Testamentary Capacity

Date: Apr 01, 2012
Document Type: Newsletter

A will may be disputed for a number of reasons and one issue that can arise is a lack of ‘testamentary capacity’ which may mean that the person is lacking the soundness of mind to draft a legally binding will. It is important when a person drafts a will that they have sufficient decision-making capacity when the will is drafted, otherwise the will may be considered invalid, and the courts may decide that a person has died intestate (without a valid will) and their assets will be distributed in line with intestacy laws.

Testamentary capacity and disputed wills

‘Testamentary capacity’ is a term used to describe a person’s legal and mental capacity to make or alter (for example through a codicil) a valid will. A will is sometimes disputed because it is alleged that the person was not of sound mind and not aware of what they were doing and it may also be claimed that the will does not accurately reflect the wishes of the deceased person.

There are many reasons why a person may lack sufficient testamentary capacity and wills are sometimes drafted under circumstances that may cast doubt over a person’s mental capabilities such as the person was suffering from a terminal illness during the drafting of the will or perhaps the person was suffering from senility or dementia are just some of the reasons why a person may lack testamentary capacity.
 
However, it is important to note that illnesses such as dementia may not necessarily mean that a person lacks testamentary capacity and there have been instances where the courts have ruled the will maker was ‘lucid’ when the will was drafted, even when the person was suffering from a condition that may have impaired their capacity to make sound decisions.

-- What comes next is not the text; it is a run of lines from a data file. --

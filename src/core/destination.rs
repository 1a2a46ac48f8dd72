//! # Destination Resolver
//!
//! Turns a drop position (target index plus closest-edge hint) into the index
//! the dragged element should occupy after the move.
//!
//! ```text
//! list:   [A] [B] [C] [D]          drag A, drop on C's "after" edge
//! raw:                 ^ 3         target 2 + 1
//! final:           ^ 2             A leaves first, so everything shifts down
//! result: [B] [C] [A] [D]
//! ```

use serde::{Deserialize, Serialize};

/// Which side of the drop target the pointer was closest to.
#[derive(Debug, Clone, Copy, PartialEq, Eq, Serialize, Deserialize)]
#[serde(rename_all = "lowercase")]
pub enum Edge {
    Before,
    After,
}

/// The axis the geometry collaborator measured the edge on. Columns of
/// containers are laid out horizontally, items within a container vertically.
#[derive(Debug, Clone, Copy, PartialEq, Eq, Serialize, Deserialize)]
#[serde(rename_all = "lowercase")]
pub enum Axis {
    Horizontal,
    Vertical,
}

/// Insertion index relative to a target, before accounting for the removal
/// of the dragged element. Use this directly when source and destination are
/// different lists.
pub fn insertion_index(target_index: usize, edge: Option<Edge>) -> usize {
    match edge {
        Some(Edge::After) => target_index + 1,
        Some(Edge::Before) | None => target_index,
    }
}

/// Final index for a move within one list.
///
/// With no edge hint the element takes the target's place, whatever
/// `start_index` is. Otherwise the raw insertion index is shifted down by one
/// when the element is moving forward past its own old slot.
/// `_axis` only tells the caller how the edge was measured.
pub fn resolve_index(
    start_index: usize,
    target_index: usize,
    edge: Option<Edge>,
    _axis: Axis,
) -> usize {
    if edge.is_none() {
        return target_index;
    }
    let destination = insertion_index(target_index, edge);
    if start_index < destination {
        destination - 1
    } else {
        destination
    }
}

#[cfg(test)]
mod tests {
    use super::*;

    #[test]
    fn test_absent_edge_returns_target() {
        for start in 0..6 {
            assert_eq!(resolve_index(start, 3, None, Axis::Vertical), 3);
        }
    }

    #[test]
    fn test_moving_forward() {
        // A B C D: A onto C
        assert_eq!(resolve_index(0, 2, Some(Edge::Before), Axis::Vertical), 1);
        assert_eq!(resolve_index(0, 2, Some(Edge::After), Axis::Vertical), 2);
    }

    #[test]
    fn test_moving_backward() {
        // A B C D: D onto B
        assert_eq!(resolve_index(3, 1, Some(Edge::Before), Axis::Horizontal), 1);
        assert_eq!(resolve_index(3, 1, Some(Edge::After), Axis::Horizontal), 2);
    }

    #[test]
    fn test_neighbour_edges_are_no_ops() {
        // C dropped after B, or before D, stays at 2
        assert_eq!(resolve_index(2, 1, Some(Edge::After), Axis::Vertical), 2);
        assert_eq!(resolve_index(2, 3, Some(Edge::Before), Axis::Vertical), 2);
        // dropped onto itself
        assert_eq!(resolve_index(2, 2, Some(Edge::Before), Axis::Vertical), 2);
        assert_eq!(resolve_index(2, 2, Some(Edge::After), Axis::Vertical), 2);
    }

    #[test]
    fn test_after_never_resolves_before_before() {
        for start in 0..5 {
            for target in 0..5 {
                let after = resolve_index(start, target, Some(Edge::After), Axis::Vertical);
                let before = resolve_index(start, target, Some(Edge::Before), Axis::Vertical);
                assert!(after >= before, "start={start} target={target}");
            }
        }
    }

    #[test]
    fn test_axis_does_not_change_arithmetic() {
        for edge in [None, Some(Edge::Before), Some(Edge::After)] {
            assert_eq!(
                resolve_index(1, 3, edge, Axis::Horizontal),
                resolve_index(1, 3, edge, Axis::Vertical)
            );
        }
    }

    #[test]
    fn test_insertion_index_has_no_removal_correction() {
        assert_eq!(insertion_index(0, Some(Edge::Before)), 0);
        assert_eq!(insertion_index(0, Some(Edge::After)), 1);
        assert_eq!(insertion_index(4, None), 4);
    }

    #[test]
    fn test_edge_serde_names() {
        assert_eq!(serde_json::to_string(&Edge::Before).unwrap(), "\"before\"");
        let axis: Axis = serde_json::from_str("\"horizontal\"").unwrap();
        assert_eq!(axis, Axis::Horizontal);
    }
}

Who has testamentary capacity?

Generally speaking a person 18 year of age or older will be considered as having testamentary capacity, which means that children usually aren’t regarded as having testamentary capacity. However, there may be exceptions, such as when a child is married for example.

How can disputes over testamentary capacity arise?

The doctrine of testamentary capacity is meant to protect individuals who may be vulnerable to undue influence and are liable to draft a will in a manner that may not accurately reflect how they would have bequeathed their assets if they had been of sound mind. 

For a will to be considered valid, the person who is making the will must have an awareness of the consequences of their actions and if their testamentary capacity is disputed by a beneficiary, the court will consider a number of factors when determining whether a person was of sufficient soundness of mind. If one of the essential elements of producing a will is absent, then a person may not be seen to have testamentary capacity.

As a general rule, the testator must be aware of what they were drafting and why they were drafting it, and have understanding of the nature of their assets, who their beneficiaries are, and are not suffering from a condition or illness that would prevent them from making a rational decision.

If there is any reason why a person may fear that their testamentary capacity may be in dispute, there are a number of actions that may be undertaken by a person to minimise issues from arising, such as attaching a medical certificate to the will, or witnesses can also be asked to make formal statements such as affidavits testifying to the person’s mental capacity during the drafting of the will.

Anyone who is contemplating drafing a will and have any concerns about their testamentary capacity should seek the assistance of a lawyer who will be able to help.